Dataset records
== Segment start ==

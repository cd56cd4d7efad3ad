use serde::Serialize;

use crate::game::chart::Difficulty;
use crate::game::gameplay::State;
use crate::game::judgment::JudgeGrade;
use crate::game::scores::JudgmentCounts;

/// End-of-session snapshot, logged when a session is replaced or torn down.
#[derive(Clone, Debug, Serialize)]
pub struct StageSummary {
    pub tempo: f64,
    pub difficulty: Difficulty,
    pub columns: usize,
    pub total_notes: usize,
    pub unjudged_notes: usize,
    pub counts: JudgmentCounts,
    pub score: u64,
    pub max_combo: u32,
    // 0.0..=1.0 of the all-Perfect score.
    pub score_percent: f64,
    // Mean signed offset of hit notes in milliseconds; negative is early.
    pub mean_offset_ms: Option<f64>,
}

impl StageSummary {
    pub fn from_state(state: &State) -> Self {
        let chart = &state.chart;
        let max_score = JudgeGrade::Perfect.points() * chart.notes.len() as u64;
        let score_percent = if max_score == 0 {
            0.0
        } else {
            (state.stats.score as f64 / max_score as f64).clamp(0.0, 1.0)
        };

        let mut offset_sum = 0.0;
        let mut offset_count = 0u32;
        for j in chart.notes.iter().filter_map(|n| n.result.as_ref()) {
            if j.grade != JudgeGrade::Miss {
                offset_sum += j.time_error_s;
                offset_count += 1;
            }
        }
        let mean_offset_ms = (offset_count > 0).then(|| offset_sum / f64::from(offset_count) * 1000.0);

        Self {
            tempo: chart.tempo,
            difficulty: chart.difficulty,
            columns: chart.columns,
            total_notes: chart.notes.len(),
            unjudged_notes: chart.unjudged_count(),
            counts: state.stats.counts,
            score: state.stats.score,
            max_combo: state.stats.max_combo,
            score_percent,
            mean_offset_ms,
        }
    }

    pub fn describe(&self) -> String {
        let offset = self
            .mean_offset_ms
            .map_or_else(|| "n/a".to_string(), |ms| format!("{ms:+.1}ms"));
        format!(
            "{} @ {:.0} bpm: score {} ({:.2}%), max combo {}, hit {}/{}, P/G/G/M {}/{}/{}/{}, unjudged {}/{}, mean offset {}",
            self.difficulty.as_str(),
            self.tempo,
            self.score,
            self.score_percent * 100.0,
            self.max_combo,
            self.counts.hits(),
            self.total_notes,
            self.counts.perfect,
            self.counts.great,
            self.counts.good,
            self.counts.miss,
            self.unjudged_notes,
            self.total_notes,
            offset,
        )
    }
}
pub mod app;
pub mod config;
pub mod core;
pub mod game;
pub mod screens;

== Segment end ==

Please give the records again exactly as they are.

## Answer to this exercise:
repository cd56cd4d7efad3ad
use serde::Serialize;

use crate::game::chart::Difficulty;
use crate::game::gameplay::State;
use crate::game::judgment::JudgeGrade;
use crate::game::scores::JudgmentCounts;

/// End-of-session snapshot, logged when a session is replaced or torn down.
#[derive(Clone, Debug, Serialize)]
pub struct StageSummary {
    pub tempo: f64,
    pub difficulty: Difficulty,
    pub columns: usize,
    pub total_notes: usize,
    pub unjudged_notes: usize,
    pub counts: JudgmentCounts,
    pub score: u64,
    pub max_combo: u32,
    // 0.0..=1.0 of the all-Perfect score.
    pub score_percent: f64,
    // Mean signed offset of hit notes in milliseconds; negative is early.
    pub mean_offset_ms: Option<f64>,
}

impl StageSummary {
    pub fn from_state(state: &State) -> Self {
        let chart = &state.chart;
        let max_score = JudgeGrade::Perfect.points() * chart.notes.len() as u64;
        let score_percent = if max_score == 0 {
            0.0
        } else {
            (state.stats.score as f64 / max_score as f64).clamp(0.0, 1.0)
        };

        let mut offset_sum = 0.0;
        let mut offset_count = 0u32;
        for j in chart.notes.iter().filter_map(|n| n.result.as_ref()) {
            if j.grade != JudgeGrade::Miss {
                offset_sum += j.time_error_s;
                offset_count += 1;
            }
        }
        let mean_offset_ms = (offset_count > 0).then(|| offset_sum / f64::from(offset_count) * 1000.0);

        Self {
            tempo: chart.tempo,
            difficulty: chart.difficulty,
            columns: chart.columns,
            total_notes: chart.notes.len(),
            unjudged_notes: chart.unjudged_count(),
            counts: state.stats.counts,
            score: state.stats.score,
            max_combo: state.stats.max_combo,
            score_percent,
            mean_offset_ms,
        }
    }

    pub fn describe(&self) -> String {
        let offset = self
            .mean_offset_ms
            .map_or_else(|| "n/a".to_string(), |ms| format!("{ms:+.1}ms"));
        format!(
            "{} @ {:.0} bpm: score {} ({:.2}%), max combo {}, hit {}/{}, P/G/G/M {}/{}/{}/{}, unjudged {}/{}, mean offset {}",
            self.difficulty.as_str(),
            self.tempo,
            self.score,
            self.score_percent * 100.0,
            self.max_combo,
            self.counts.hits(),
            self.total_notes,
            self.counts.perfect,
            self.counts.great,
            self.counts.good,
            self.counts.miss,
            self.unjudged_notes,
            self.total_notes,
            offset,
        )
    }
}
pub mod app;
pub mod config;
pub mod core;
pub mod game;
pub mod screens;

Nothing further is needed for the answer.